如今,她又回来了。带着真相,带着仇恨,也带着……希望。
守卫宫门的禁军看见马车上的国师徽记,立刻行礼放行。但他们的眼神中带着警惕和审视,尤其是在看到关心虞时,那种审视变成了毫不掩饰的敌意。
“灾星……”
不知是谁低声说了一句,声音虽小,却在寂静的宫门前格外清晰。
关心虞的手指微微收紧,指甲陷入掌心。但她脸上没有任何表情,只是平静地放下车帘,隔绝了那些目光。
马车驶入宫门,沿着宽阔的宫道前行。车轮碾过石板的声音在宫墙间回荡,带着一种空旷而压抑的韵律。
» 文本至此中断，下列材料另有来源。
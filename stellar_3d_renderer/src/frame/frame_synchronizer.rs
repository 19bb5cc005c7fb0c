//! Frame synchronizer
//!
//! Paces the CPU against the GPU with `MAX_FRAMES_IN_FLIGHT` frame slots,
//! each owning a command list, an image-available semaphore, a
//! render-finished semaphore and an in-flight fence. Swapchain images are
//! tracked separately: an image acquired while a different slot's
//! submission still renders into it waits for that slot's fence first.
//!
//! Out-of-date and suboptimal swapchains are absorbed here. The swapchain
//! is recreated (after every in-flight frame completed), the registered
//! `SwapchainListener` rebuilds whatever depends on the swapchain images,
//! and the frame is reported as skipped. A minimized surface defers the
//! recreation until it has a non-zero extent again.

use crate::config::{Config, MAX_FRAMES_IN_FLIGHT};
use crate::device::{
    AcquireOutcome, CommandList, Extent2D, Fence, GraphicsDevice, PipelineStages, PresentOutcome,
    Semaphore, SubmitInfo, SurfaceProvider, Swapchain,
};
use crate::error::{Error, Result};
use crate::render_graph::SwapchainListener;
use crate::{engine_debug, engine_info, engine_trace, engine_warn};

/// Synchronization objects of one frame slot
struct FrameSlot {
    command_list: Box<dyn CommandList>,
    /// Signaled by acquire, waited on by the submission
    image_available: Box<dyn Semaphore>,
    /// Signaled by the submission, waited on by present
    render_finished: Box<dyn Semaphore>,
    /// Signaled when the slot's last submission completes
    in_flight: Box<dyn Fence>,
    /// The fence is signaled or a submission will signal it
    ///
    /// Cleared by the reset before a submit and set again only once the
    /// submit succeeded, so a failed submit never leaves a wait on a fence
    /// nothing will signal.
    fence_armed: bool,
}

impl FrameSlot {
    fn wait(&self, timeout_ns: u64) -> Result<()> {
        if !self.fence_armed {
            return Ok(());
        }
        self.in_flight.wait(timeout_ns)
    }
}

/// Image and slot of a frame that is being recorded
#[derive(Debug, Clone, Copy, PartialEq, Eq)]
pub struct FrameTarget {
    pub image_index: u32,
    pub frame_slot: usize,
}

/// Why no frame was recorded this tick
#[derive(Debug, Clone, Copy, PartialEq, Eq)]
pub enum SkipReason {
    /// Acquire reported an out-of-date swapchain; it was recreated
    SwapchainOutOfDate,
    /// Acquire succeeded on a suboptimal swapchain; the image was released
    /// with an empty submission and the swapchain recreated
    SwapchainSuboptimal,
    /// The surface has a zero extent; recreation waits for a resize
    SurfaceMinimized,
}

/// Outcome of `prepare_before_pass`
#[derive(Debug, Clone, Copy, PartialEq, Eq)]
pub enum FrameStatus {
    /// The slot's command list is recording; draw, then submit
    Ready(FrameTarget),
    Skipped(SkipReason),
}

/// Outcome of `submit_command_buffers`
#[derive(Debug, Clone, Copy, PartialEq, Eq)]
pub enum PresentStatus {
    Presented,
    /// Presentation reported a stale swapchain, or a resize was pending;
    /// the swapchain was recreated
    Recreated,
    /// Recreation is needed but the surface is minimized
    RecreatePending,
}

/// Counters since creation
#[derive(Debug, Clone, Copy, Default, PartialEq, Eq)]
pub struct FrameStats {
    pub frames_presented: u64,
    pub frames_skipped: u64,
    pub swapchain_recreations: u64,
    /// Empty submissions releasing a suboptimal acquire
    pub null_submissions: u64,
}

pub struct FrameSynchronizer {
    swapchain: Box<dyn Swapchain>,
    slots: Vec<FrameSlot>,
    /// Slot whose submission last rendered into each swapchain image
    images_in_flight: Vec<Option<usize>>,
    current_frame: usize,
    /// Frame between `prepare_before_pass` and `submit_command_buffers`
    acquired: Option<FrameTarget>,
    resize_pending: bool,
    fence_timeout_ns: u64,
    extent: Extent2D,
    stats: FrameStats,
}

impl FrameSynchronizer {
    /// Create the swapchain at the surface's current extent and the frame slots
    pub fn new(device: &dyn GraphicsDevice, surface: &dyn SurfaceProvider, config: &Config) -> Result<Self> {
        let (width, height) = surface.window_size();
        if width == 0 || height == 0 {
            return Err(Error::InitializationFailed(format!(
                "cannot create a swapchain for a {}x{} surface",
                width, height
            )));
        }
        let swapchain = device.create_swapchain(width, height)?;

        let slots = (0..MAX_FRAMES_IN_FLIGHT)
            .map(|_| {
                Ok(FrameSlot {
                    command_list: device.create_command_list()?,
                    image_available: device.create_semaphore()?,
                    render_finished: device.create_semaphore()?,
                    // Signaled so the first wait on each slot returns at once
                    in_flight: device.create_fence(true)?,
                    fence_armed: true,
                })
            })
            .collect::<Result<Vec<_>>>()?;

        let extent = Extent2D::new(swapchain.width(), swapchain.height());
        engine_info!("stellar3d::FrameSynchronizer", "Swapchain {}x{} with {} images, {} frames in flight",
            extent.width, extent.height, swapchain.image_count(), MAX_FRAMES_IN_FLIGHT);

        Ok(Self {
            images_in_flight: vec![None; swapchain.image_count()],
            swapchain,
            slots,
            current_frame: 0,
            acquired: None,
            resize_pending: false,
            fence_timeout_ns: config.fence_timeout_ns,
            extent,
            stats: FrameStats::default(),
        })
    }

    /// Wait for the current slot, acquire an image and begin recording
    ///
    /// Returns `Skipped` when the swapchain had to be recreated (or cannot
    /// be, while minimized); nothing is recorded for that tick.
    pub fn prepare_before_pass(
        &mut self,
        device: &dyn GraphicsDevice,
        surface: &dyn SurfaceProvider,
        listener: &mut dyn SwapchainListener,
    ) -> Result<FrameStatus> {
        if self.acquired.is_some() {
            return Err(Error::InvalidState("prepare_before_pass called twice without submit".to_string()));
        }
        let slot_index = self.current_frame;
        self.slots[slot_index].wait(self.fence_timeout_ns)?;

        if self.resize_pending && !self.recreate_swapchain(device, surface, listener)? {
            return Ok(self.skip(SkipReason::SurfaceMinimized));
        }

        let slot = &self.slots[slot_index];
        let outcome = self.swapchain.acquire_next_image(slot.image_available.as_ref(), self.fence_timeout_ns)?;
        match outcome {
            AcquireOutcome::Acquired(image_index) => {
                let slot = &mut self.slots[slot_index];
                slot.command_list.reset()?;
                slot.command_list.begin()?;
                let target = FrameTarget { image_index, frame_slot: slot_index };
                self.acquired = Some(target);
                engine_trace!("stellar3d::FrameSynchronizer", "Slot {} acquired image {}", slot_index, image_index);
                Ok(FrameStatus::Ready(target))
            }
            AcquireOutcome::OutOfDate => {
                engine_debug!("stellar3d::FrameSynchronizer", "Swapchain out of date on acquire");
                if self.recreate_swapchain(device, surface, listener)? {
                    Ok(self.skip(SkipReason::SwapchainOutOfDate))
                } else {
                    Ok(self.skip(SkipReason::SurfaceMinimized))
                }
            }
            AcquireOutcome::Suboptimal(image_index) => {
                engine_debug!("stellar3d::FrameSynchronizer", "Swapchain suboptimal on acquire (image {})", image_index);
                // The acquire semaphore is signaled; consume it before the
                // swapchain goes away so the slot can be reused
                let slot = &mut self.slots[slot_index];
                slot.in_flight.reset()?;
                slot.fence_armed = false;
                device.submit(&SubmitInfo {
                    command_lists: &[],
                    wait_semaphores: &[(slot.image_available.as_ref(), PipelineStages::COLOR_ATTACHMENT_OUTPUT)],
                    signal_semaphores: &[],
                    fence: Some(slot.in_flight.as_ref()),
                })?;
                slot.fence_armed = true;
                self.stats.null_submissions += 1;
                self.current_frame = (self.current_frame + 1) % MAX_FRAMES_IN_FLIGHT;
                if self.recreate_swapchain(device, surface, listener)? {
                    Ok(self.skip(SkipReason::SwapchainSuboptimal))
                } else {
                    Ok(self.skip(SkipReason::SurfaceMinimized))
                }
            }
        }
    }

    /// End recording, submit the current slot and present its image
    pub fn submit_command_buffers(
        &mut self,
        device: &dyn GraphicsDevice,
        surface: &dyn SurfaceProvider,
        listener: &mut dyn SwapchainListener,
    ) -> Result<PresentStatus> {
        let target = self
            .acquired
            .take()
            .ok_or_else(|| Error::InvalidState("submit_command_buffers without an acquired image".to_string()))?;
        let slot_index = target.frame_slot;
        let image = target.image_index as usize;

        self.slots[slot_index].command_list.end()?;

        // Another slot's submission may still render into this image
        if let Some(owner) = self.images_in_flight.get(image).copied().flatten() {
            if owner != slot_index {
                self.slots[owner].wait(self.fence_timeout_ns)?;
            }
        }
        if let Some(entry) = self.images_in_flight.get_mut(image) {
            *entry = Some(slot_index);
        }

        let slot = &mut self.slots[slot_index];
        slot.in_flight.reset()?;
        slot.fence_armed = false;
        device.submit(&SubmitInfo {
            command_lists: &[slot.command_list.as_ref()],
            wait_semaphores: &[(slot.image_available.as_ref(), PipelineStages::COLOR_ATTACHMENT_OUTPUT)],
            signal_semaphores: &[slot.render_finished.as_ref()],
            fence: Some(slot.in_flight.as_ref()),
        })?;
        slot.fence_armed = true;
        let outcome = self.swapchain.present(target.image_index, slot.render_finished.as_ref())?;
        self.current_frame = (self.current_frame + 1) % MAX_FRAMES_IN_FLIGHT;

        if outcome != PresentOutcome::OutOfDate {
            self.stats.frames_presented += 1;
        }
        if outcome == PresentOutcome::Presented && !self.resize_pending {
            return Ok(PresentStatus::Presented);
        }

        engine_debug!("stellar3d::FrameSynchronizer", "Present returned {:?} (resize pending: {})",
            outcome, self.resize_pending);
        if self.recreate_swapchain(device, surface, listener)? {
            Ok(PresentStatus::Recreated)
        } else {
            Ok(PresentStatus::RecreatePending)
        }
    }

    /// Recreate the swapchain at the surface's current extent
    ///
    /// Waits for every frame in flight first. Returns false (and keeps the
    /// resize pending) while the surface has a zero extent.
    pub fn recreate_swapchain(
        &mut self,
        device: &dyn GraphicsDevice,
        surface: &dyn SurfaceProvider,
        listener: &mut dyn SwapchainListener,
    ) -> Result<bool> {
        self.wait_all()?;

        let (width, height) = surface.window_size();
        if width == 0 || height == 0 {
            if !self.resize_pending {
                engine_debug!("stellar3d::FrameSynchronizer", "Surface minimized, swapchain recreation deferred");
            }
            self.resize_pending = true;
            return Ok(false);
        }

        self.swapchain.recreate(width, height)?;
        self.resize_pending = false;
        self.extent = Extent2D::new(self.swapchain.width(), self.swapchain.height());
        self.images_in_flight = vec![None; self.swapchain.image_count()];
        self.stats.swapchain_recreations += 1;

        listener.on_swapchain_recreated(device, self.swapchain.as_ref()).inspect_err(|e| {
            engine_warn!("stellar3d::FrameSynchronizer", "Swapchain listener failed: {}", e);
        })?;
        engine_info!("stellar3d::FrameSynchronizer", "Swapchain recreated at {}x{} ({} images)",
            self.extent.width, self.extent.height, self.swapchain.image_count());
        Ok(true)
    }

    /// Request a swapchain recreation before the next acquire
    pub fn notify_resized(&mut self) {
        self.resize_pending = true;
    }

    /// Block until every frame slot's last submission completed
    ///
    /// A slot whose fence was reset by a failed submit has nothing in
    /// flight and is skipped.
    pub fn wait_all(&self) -> Result<()> {
        for slot in &self.slots {
            slot.wait(self.fence_timeout_ns)?;
        }
        Ok(())
    }

    fn skip(&mut self, reason: SkipReason) -> FrameStatus {
        self.stats.frames_skipped += 1;
        FrameStatus::Skipped(reason)
    }

    /// Command list of the frame being recorded
    pub fn command_list(&mut self) -> Result<&mut dyn CommandList> {
        let target = self
            .acquired
            .ok_or_else(|| Error::InvalidState("no frame is being recorded".to_string()))?;
        Ok(self.slots[target.frame_slot].command_list.as_mut())
    }

    /// Slot the next `prepare_before_pass` will use
    pub fn current_frame(&self) -> usize {
        self.current_frame
    }

    pub fn acquired(&self) -> Option<FrameTarget> {
        self.acquired
    }

    pub fn images_in_flight(&self) -> &[Option<usize>] {
        &self.images_in_flight
    }

    pub fn is_resize_pending(&self) -> bool {
        self.resize_pending
    }

    pub fn stats(&self) -> FrameStats {
        self.stats
    }

    pub fn swapchain(&self) -> &dyn Swapchain {
        self.swapchain.as_ref()
    }

    pub fn extent(&self) -> Extent2D {
        self.extent
    }
}

#[cfg(test)]
#[path = "frame_synchronizer_tests.rs"]
mod tests;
关心虞透过车窗看向外面——熟悉的宫殿,陌生的感觉。十五年了,这里的一切似乎都没变,又似乎都变了。
“紧张吗?”叶凌的声音在耳边响起。
关心虞转头看他。夕阳的余晖从车窗斜来,照亮他棱角分明的侧脸。那双总是深不见底的眼睛,此刻正看着她,里面有着罕见的温柔和担忧。
“有点。”她诚实地说,“但不是因为害怕。”
“因为什么?”
“因为……”她顿了顿,望向越来越近的乾元宫,“因为终于要面对了。十五年的谜团,十五年的冤屈,今天都要有个了结。”